Maye Musk com o filho Elon Musk na festa da Vanity Fair após a 89ª edição de entrega dos Academy Awards, 2017
Maye Musk com o filho Elon Musk na festa da Vanity Fair após a 89ª edição de entrega dos Academy Awards, 2017 Foto: Reuters

Aos 15 anos, Elon Musk tem 1,80 m de altura e aprendeu a lutar. Ele já não é o miúdo que fica encolhido ao fundo das escadas da escola, mas é praticamente só isso que mudou. O seu livro preferido continua a ser O Guia do Viajante Ultra Galáctico. Segundo os especialistas, nessa altura, ele tem cada vez mais dificuldade em dissociar a fantasia da realidade. É aí que começa a pensar que o futuro da humanidade está no universo e que essa será a missão da sua vida.
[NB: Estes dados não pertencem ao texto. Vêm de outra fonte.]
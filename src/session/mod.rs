//! Recording session management
//!
//! This module provides the `Recorder` controller that manages:
//! - The single active `RecordingSession` and its state machine
//! - Launching and joining the capture thread for WAV output
//! - Finalizing the scratch PCM into a WAV file and cleaning up
//! - Delegating other formats to an injected platform encoder

mod config;
mod encoder;
mod recorder;
mod session;
mod stats;

pub use config::RecorderConfig;
pub use encoder::PlatformEncoder;
pub use recorder::Recorder;
pub use session::{
    generated_output_path, is_wav_extension, normalize_extension, RecordingSession, SessionState,
    WAV_EXTENSION,
};
pub use stats::{RecorderStatus, RecordingResult};
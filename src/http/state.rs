use crate::channel::MethodChannel;
use std::sync::Arc;

/// Shared application state for HTTP handlers
#[derive(Clone)]
pub struct AppState {
    /// Method-call dispatcher wrapping the single recorder
    pub channel: Arc<MethodChannel>,
}

impl AppState {
    pub fn new(channel: MethodChannel) -> Self {
        Self {
            channel: Arc::new(channel),
        }
    }
}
Em lado nenhum se diz quando soube que tinha Síndrome de Asperger. Mas anunciou-o publicamente no palco do Saturday Night Live, em Maio de 2021: "Eu reinventei o carro elétrico e vou enviar pessoas para Marte a bordo de um foguetão. Como podem pensar que sou um tipo fixe e normal?", perguntava.
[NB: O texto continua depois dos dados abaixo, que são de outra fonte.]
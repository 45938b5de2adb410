//! Method-call surface
//!
//! Decodes named method calls (as sent over a Flutter method channel or the
//! local HTTP API) into recorder operations:
//! - `start {path?, extension?}` -> null
//! - `stop` -> {duration, path, audioOutputFormat}
//! - `isRecording` -> bool
//! - `hasPermissions` -> bool
//!
//! Failures come back as `ChannelError { code, message }`; unknown methods
//! as `notImplemented`.

mod permissions;

pub use permissions::{HostPermissions, PermissionProbe};

use serde::{Deserialize, Serialize};
use serde_json::Value;
use std::path::PathBuf;
use std::sync::Arc;
use tracing::{debug, info};

use crate::error::RecorderError;
use crate::session::Recorder;

/// A named call with JSON arguments
#[derive(Debug, Clone, Serialize, Deserialize)]
pub struct MethodCall {
    pub method: String,
    #[serde(default)]
    pub arguments: Value,
}

impl MethodCall {
    pub fn new(method: impl Into<String>, arguments: Value) -> Self {
        Self {
            method: method.into(),
            arguments,
        }
    }
}

/// Structured failure returned to the caller
#[derive(Debug, Clone, PartialEq, Eq, Serialize, Deserialize, thiserror::Error)]
#[error("{code}: {message}")]
pub struct ChannelError {
    pub code: String,
    pub message: String,
}

impl ChannelError {
    pub const NOT_IMPLEMENTED: &'static str = "NOT_IMPLEMENTED";
    pub const INVALID_ARGUMENTS: &'static str = "INVALID_ARGUMENTS";

    fn new(code: &str, message: impl Into<String>) -> Self {
        Self {
            code: code.to_string(),
            message: message.into(),
        }
    }

    pub fn not_implemented(method: &str) -> Self {
        Self::new(Self::NOT_IMPLEMENTED, format!("Method '{}' is not implemented", method))
    }

    pub fn is_not_implemented(&self) -> bool {
        self.code == Self::NOT_IMPLEMENTED
    }
}

impl From<RecorderError> for ChannelError {
    fn from(err: RecorderError) -> Self {
        let code = match &err {
            RecorderError::DeviceUnavailable(_) => "DEVICE_UNAVAILABLE",
            RecorderError::AlreadyRecording => "ALREADY_RECORDING",
            RecorderError::NotRecording => "NOT_RECORDING",
            RecorderError::UnsupportedFormat(_) => "UNSUPPORTED_FORMAT",
            RecorderError::CaptureFailed(_) => "CAPTURE_FAILED",
            RecorderError::Io(_) => "IO_ERROR",
        };
        Self::new(code, err.to_string())
    }
}

#[derive(Debug, Default, Deserialize)]
struct StartArguments {
    path: Option<String>,
    #[serde(default)]
    extension: String,
}

/// Dispatches method calls to a `Recorder`
#[derive(Clone)]
pub struct MethodChannel {
    recorder: Arc<Recorder>,
    permissions: Arc<dyn PermissionProbe>,
}

impl MethodChannel {
    pub fn new(recorder: Arc<Recorder>, permissions: Arc<dyn PermissionProbe>) -> Self {
        Self {
            recorder,
            permissions,
        }
    }

    pub fn recorder(&self) -> &Arc<Recorder> {
        &self.recorder
    }

    /// Handle one call
    pub async fn handle(&self, call: MethodCall) -> Result<Value, ChannelError> {
        debug!("Method call: {}", call.method);

        match call.method.as_str() {
            "start" => {
                let args: StartArguments = if call.arguments.is_null() {
                    StartArguments::default()
                } else {
                    serde_json::from_value(call.arguments).map_err(|e| {
                        ChannelError::new(
                            ChannelError::INVALID_ARGUMENTS,
                            format!("Invalid start arguments: {}", e),
                        )
                    })?
                };

                self.recorder
                    .start(args.path.map(PathBuf::from), &args.extension)
                    .await?;
                Ok(Value::Null)
            }
            "stop" => {
                let result = self.recorder.stop().await?;
                info!("Duration: {} ms", result.duration);
                serde_json::to_value(result).map_err(|e| {
                    ChannelError::new("INTERNAL", format!("Failed to encode result: {}", e))
                })
            }
            "isRecording" => Ok(Value::Bool(self.recorder.is_recording())),
            "hasPermissions" => Ok(Value::Bool(self.permissions.has_permissions())),
            other => Err(ChannelError::not_implemented(other)),
        }
    }
}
Aqueles que o conheceram evocam com frequência a sua instabilidade emocional. A maior parte das vezes passa ou por um génio, ou por um louco, e muitas das vezes passa pelos dois. Por um lado, faz as suas tropas que o seguem sonhar, galvaniza-as com a sua visão utópica do mundo, tem uma imagem de dirigente capaz de fazer piadas no Twitter (ainda que duvidosas), e usa t-shirts do Mickey nas conferências. Por outro, muitos empregados descrevem-no como um homem tirânico, cruelmente desprovido de humanidade – foi por ser detestável, que foi despedido do seu cargo de diretor executivo da PayPal em 2000.

Mas Elon Musk, o que quer é ser único. Não quer ser parecido com ninguém, e sobretudo não quer ser parecido com Steve Jobs. Ele disse uma vez: "Se um dia estiver prestes a morrer e estiver com uma camisola de gola alta vestida, o meu último folego vai ser usado para tirar essa gola alta e mandá-la para o mais longe possível". Tal como o fundador da Apple, ele é atualmente o ídolo de uma geração. Para alguns, a ideia de se juntarem às empresas de Elon Musk é como fazer parte do Santo Graal, mas é também uma forma de se apagarem voluntariamente das suas vidas.

Elon Musk na sede da Tesla na Califórnia, 2006. 
Elon Musk na sede da Tesla na Califórnia, 2006.  Foto: Getty Images

O patrão exige aos seus empregados que trabalhem mais de 80 horas por semana; é também conhecido por impor prazos impossíveis de cumprir às suas equipas, ao ponto de um antigo engenheiro afirmar que na SpaceX era preciso pedir autorização para ir à casa de banho... Tim Higgins, um jornalista do Wall Street Journal, autor de um livro sobre o management de Musk, Power Play, diz que ele ultrapassa de longe os limites da perversidade: "uma vez ouvi-o dizer que queria despedir alguém por ter uma gralha na apresentação que tinha feito no PowerPoint."

Elon Musk numa apresentação da Tesla em 2015, na China
Elon Musk numa apresentação da Tesla em 2015, na China Foto: Getty Images

AMOR e inseminações

A sua desastrosa desumanização vê-se também na sua vida amorosa. A prova está na pergunta que Elon Musk fez um dia ao jornalista Ashlee Vance: "Quanto tempo é preciso dedicar a uma mulher numa semana? Talvez dez horas? É o mínimo? Não sei..."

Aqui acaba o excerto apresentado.